Many of them are being stopped and or detained, insulted and humiliated by the police particularly at the inter-state borders forcing them to remain stranded midway under the sky. Further, there are even reports of deaths due to accidents and unbearable hardships.


Act of crime


The use of the disinfectant spray on the migrant workers in Bareilly, in Uttar Pradesh, for their ‘crime’ of being desperate to rush back to their native home even by walking on the highways was shocking and the most condemnable inhuman act.

It is criminal to use chemical spray on human bodies as it can cause nausea, vomiting, headache, irritation, and damage to eyes. In severe cases, it even causes commotion from within, delusion, drowsiness, hallucination, impaired judgment, excitement, and mood changes and could be fatal in the case of children and those with ailments of asthma, diabetes, etc.

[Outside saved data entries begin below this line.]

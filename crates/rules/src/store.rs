//! Store abstractions consumed by the evaluator and the API layer.
//!
//! Implementations must be safe to share across tasks. The evaluator puts
//! its own timeout around every call, so implementations do not need one.

use std::collections::BTreeMap;

use async_trait::async_trait;
use chrono::{DateTime, Utc};
use serde::Serialize;

use attackwatch_core::{AttackEvent, AttackRef, Notification, NotificationRule, RuleId, RuleInput};

use crate::error::StoreError;
use crate::predicate::AttackPredicate;

pub type StoreResult<T> = Result<T, StoreError>;

/// One page of attacks plus the total number of matches.
#[derive(Debug, Clone, Serialize)]
pub struct AttackPage {
    pub total: usize,
    pub items: Vec<AttackEvent>,
}

/// Attack counts grouped by country, type and severity.
///
/// Both endpoints of an attack count towards `by_country`.
#[derive(Debug, Clone, Default, PartialEq, Eq, Serialize)]
pub struct AttackStatistics {
    pub by_country: BTreeMap<String, u64>,
    pub by_attack_type: BTreeMap<String, u64>,
    pub by_severity: BTreeMap<i32, u64>,
}

impl AttackStatistics {
    pub fn record(&mut self, event: &AttackEvent) {
        *self
            .by_country
            .entry(event.source_country().to_string())
            .or_default() += 1;
        *self
            .by_country
            .entry(event.dest_country().to_string())
            .or_default() += 1;
        *self
            .by_attack_type
            .entry(event.attack_type.clone())
            .or_default() += 1;
        *self.by_severity.entry(event.severity).or_default() += 1;
    }
}

#[async_trait]
pub trait EventStore: Send + Sync {
    /// All attacks satisfying the predicate, in no particular order.
    async fn find(&self, predicate: &AttackPredicate) -> StoreResult<Vec<AttackEvent>>;

    /// Matching attacks newest first, skipping `offset` and returning at
    /// most `limit`.
    async fn page(
        &self,
        predicate: &AttackPredicate,
        offset: usize,
        limit: usize,
    ) -> StoreResult<AttackPage>;

    /// Append attacks; returns how many were stored.
    async fn insert_many(&self, events: &[AttackEvent]) -> StoreResult<usize>;

    /// Counts over the whole store.
    async fn statistics(&self) -> StoreResult<AttackStatistics> {
        let mut stats = AttackStatistics::default();
        for event in self.find(&AttackPredicate::all()).await? {
            stats.record(&event);
        }
        Ok(stats)
    }
}

#[async_trait]
pub trait RuleStore: Send + Sync {
    async fn list_active(&self) -> StoreResult<Vec<NotificationRule>>;

    /// Compare-and-set of the cooldown marker.
    ///
    /// Writes `at` only if the stored value still equals `expected`; returns
    /// whether the write happened.
    async fn update_last_triggered(
        &self,
        rule_id: RuleId,
        expected: Option<DateTime<Utc>>,
        at: DateTime<Utc>,
    ) -> StoreResult<bool>;

    /// Undo a claim made by [`RuleStore::update_last_triggered`].
    ///
    /// Restores `previous` only if the marker still holds `claimed`, so a
    /// newer claim by another pass is left alone.
    async fn release_last_triggered(
        &self,
        rule_id: RuleId,
        claimed: DateTime<Utc>,
        previous: Option<DateTime<Utc>>,
    ) -> StoreResult<bool>;

    async fn list_all(&self) -> StoreResult<Vec<NotificationRule>>;

    async fn get(&self, rule_id: RuleId) -> StoreResult<Option<NotificationRule>>;

    async fn create(&self, rule: NotificationRule) -> StoreResult<NotificationRule>;

    /// Replace a rule's configuration; cooldown state is kept.
    async fn update(
        &self,
        rule_id: RuleId,
        input: RuleInput,
    ) -> StoreResult<Option<NotificationRule>>;

    async fn delete(&self, rule_id: RuleId) -> StoreResult<bool>;
}

#[async_trait]
pub trait NotificationStore: Send + Sync {
    async fn exists(&self, rule_name: &str, attack_id: &AttackRef) -> StoreResult<bool>;

    /// Append a notification. Returns `false` when the store already holds a
    /// per-event notification for the same `(rule_name, attack_id)`.
    async fn insert(&self, notification: &Notification) -> StoreResult<bool>;

    /// Newest first, optionally restricted to one rule name.
    async fn list(&self, rule_name: Option<&str>, limit: usize)
        -> StoreResult<Vec<Notification>>;
}
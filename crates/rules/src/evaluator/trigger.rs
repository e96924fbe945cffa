//! Trigger policies: per-event and volume.

use chrono::{DateTime, Utc};
use tracing::{error, info, warn};

use attackwatch_core::{
    AttackEvent, AttackRef, DetailMap, DetailValue, Notification, NotificationRule,
    MATCHED_COUNT_KEY,
};

use crate::audit_log::AuditEvent;
use crate::error::{ConfigurationError, StoreError};

use super::RuleEvaluator;

/// How a rule turns matches into notifications.
#[derive(Debug, Clone, Copy, PartialEq, Eq)]
pub(super) enum TriggerMode {
    /// One notification per attack, deduplicated per (rule name, attack).
    PerEvent,
    /// One notification once the match count reaches `threshold`.
    Volume { threshold: usize },
}

impl TriggerMode {
    pub(super) fn for_rule(rule: &NotificationRule) -> Result<Self, ConfigurationError> {
        match rule.threshold_count {
            None => Ok(TriggerMode::PerEvent),
            Some(t) if t <= 0 => Err(ConfigurationError::NotPositive {
                field: "threshold_count",
                value: t,
            }),
            Some(t) => Ok(TriggerMode::Volume {
                threshold: t as usize,
            }),
        }
    }
}

#[derive(Debug, Clone, Copy, Default, PartialEq, Eq)]
pub(super) struct TriggerOutcome {
    pub created: usize,
    /// Another pass moved the cooldown marker first; this pass backed off.
    pub claim_lost: bool,
}

impl RuleEvaluator {
    pub(super) async fn fire(
        &self,
        rule: &NotificationRule,
        mode: TriggerMode,
        matches: &[AttackEvent],
        now: DateTime<Utc>,
    ) -> Result<TriggerOutcome, StoreError> {
        let outcome = match mode {
            TriggerMode::Volume { threshold } => {
                self.fire_volume(rule, threshold, matches.len(), now).await?
            }
            TriggerMode::PerEvent => self.fire_per_event(rule, matches, now).await?,
        };

        if outcome.claim_lost {
            warn!(rule_id = %rule.id, "cooldown claimed by a concurrent pass, backing off");
            self.audit(rule, AuditEvent::ClaimLost);
        }
        Ok(outcome)
    }

    async fn fire_volume(
        &self,
        rule: &NotificationRule,
        threshold: usize,
        matched: usize,
        now: DateTime<Utc>,
    ) -> Result<TriggerOutcome, StoreError> {
        if matched < threshold {
            return Ok(TriggerOutcome::default());
        }

        if !self.claim(rule, now).await? {
            return Ok(TriggerOutcome {
                created: 0,
                claim_lost: true,
            });
        }

        let notification = Notification::new(
            &rule.name,
            AttackRef::Volume,
            now,
            volume_details(rule, matched),
        );
        let inserted = match self
            .call("insert", self.notifications.insert(&notification))
            .await
        {
            Ok(inserted) => inserted,
            Err(e) => {
                self.release(rule, now).await;
                return Err(e);
            }
        };

        info!(rule_id = %rule.id, rule = %rule.name, matched, threshold, "volume threshold reached");
        self.audit(rule, AuditEvent::VolumeReached { matched, threshold });

        Ok(TriggerOutcome {
            created: usize::from(inserted),
            claim_lost: false,
        })
    }

    async fn fire_per_event(
        &self,
        rule: &NotificationRule,
        matches: &[AttackEvent],
        now: DateTime<Utc>,
    ) -> Result<TriggerOutcome, StoreError> {
        let mut progress = PerEventProgress::default();
        match self.notify_new_events(rule, matches, now, &mut progress).await {
            Ok(()) => Ok(progress.outcome),
            Err(e) => {
                // Keep the marker once a notification exists to justify it.
                if progress.claimed && progress.outcome.created == 0 {
                    self.release(rule, now).await;
                }
                Err(e)
            }
        }
    }

    async fn notify_new_events(
        &self,
        rule: &NotificationRule,
        matches: &[AttackEvent],
        now: DateTime<Utc>,
        progress: &mut PerEventProgress,
    ) -> Result<(), StoreError> {
        for event in matches {
            let attack_ref = AttackRef::Attack(event.id);
            if self
                .call("exists", self.notifications.exists(&rule.name, &attack_ref))
                .await?
            {
                continue;
            }

            // Cooldown moves with the first new notification of the pass.
            if !progress.claimed {
                if !self.claim(rule, now).await? {
                    progress.outcome.claim_lost = true;
                    return Ok(());
                }
                progress.claimed = true;
            }

            let notification = Notification::new(&rule.name, attack_ref, now, event_snapshot(event));
            if self
                .call("insert", self.notifications.insert(&notification))
                .await?
            {
                progress.outcome.created += 1;
                info!(rule_id = %rule.id, rule = %rule.name, attack_id = %event.id, "rule triggered by attack");
                self.audit(rule, AuditEvent::Notified { attack_id: event.id });
            }
        }
        Ok(())
    }

    /// Move the rule's cooldown marker from the value read at pass start to
    /// `now`. Fails when another pass got there first.
    async fn claim(&self, rule: &NotificationRule, now: DateTime<Utc>) -> Result<bool, StoreError> {
        self.call(
            "update_last_triggered",
            self.rules
                .update_last_triggered(rule.id, rule.last_triggered_at, now),
        )
        .await
    }

    /// Put the marker back to its value at pass start after a claim whose
    /// notification never got written.
    async fn release(&self, rule: &NotificationRule, claimed: DateTime<Utc>) {
        let previous = rule.last_triggered_at;
        match self
            .call(
                "release_last_triggered",
                self.rules.release_last_triggered(rule.id, claimed, previous),
            )
            .await
        {
            Ok(true) => {
                warn!(rule_id = %rule.id, "cooldown claim released after failed notification write");
                self.audit(rule, AuditEvent::ClaimReleased { restored: previous });
            }
            Ok(false) => {
                warn!(rule_id = %rule.id, "cooldown marker moved by another pass, not released")
            }
            Err(e) => {
                error!(rule_id = %rule.id, error = %e, "failed to release cooldown claim")
            }
        }
    }
}

#[derive(Default)]
struct PerEventProgress {
    outcome: TriggerOutcome,
    claimed: bool,
}

/// Details recorded on a per-event notification.
pub(crate) fn event_snapshot(event: &AttackEvent) -> DetailMap {
    let mut details = DetailMap::new();
    details.insert("attack_type".into(), DetailValue::from(event.attack_type.as_str()));
    details.insert("severity".into(), DetailValue::from(event.severity));
    details.insert("country_src".into(), DetailValue::from(event.source_country()));
    details.insert("country_dst".into(), DetailValue::from(event.dest_country()));
    details.insert("timestamp".into(), DetailValue::from(event.timestamp));
    details
}

fn volume_details(rule: &NotificationRule, matched: usize) -> DetailMap {
    let mut details = DetailMap::new();
    details.insert(MATCHED_COUNT_KEY.into(), DetailValue::Integer(matched as i64));
    if let Some(t) = rule.threshold_count {
        details.insert("threshold_count".into(), DetailValue::from(t));
    }
    if let Some(w) = rule.time_window_minutes {
        details.insert("time_window_minutes".into(), DetailValue::from(w));
    }
    details
}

In another place in Bulandshahar, a police person on duty is seen writing on the forehead of a worker that ‘I am a lockdown breaker’. Could anybody witness such a scene with an affluent, some of them in high positions violating advisories on lockdown even though having a history of traveling in Corona-effected countries in the months of February-March 2020?

The migrant workers in Surat were lathi-charged and even cases have been filed against them. There are no efforts by the authorities to reach out to the places where those workers are held up in various states after losing their livelihood and having no resources to feed themselves. No effort is being made to explain to them the need for the lockdown while ensuring their basic essentials of food, water, and medical care.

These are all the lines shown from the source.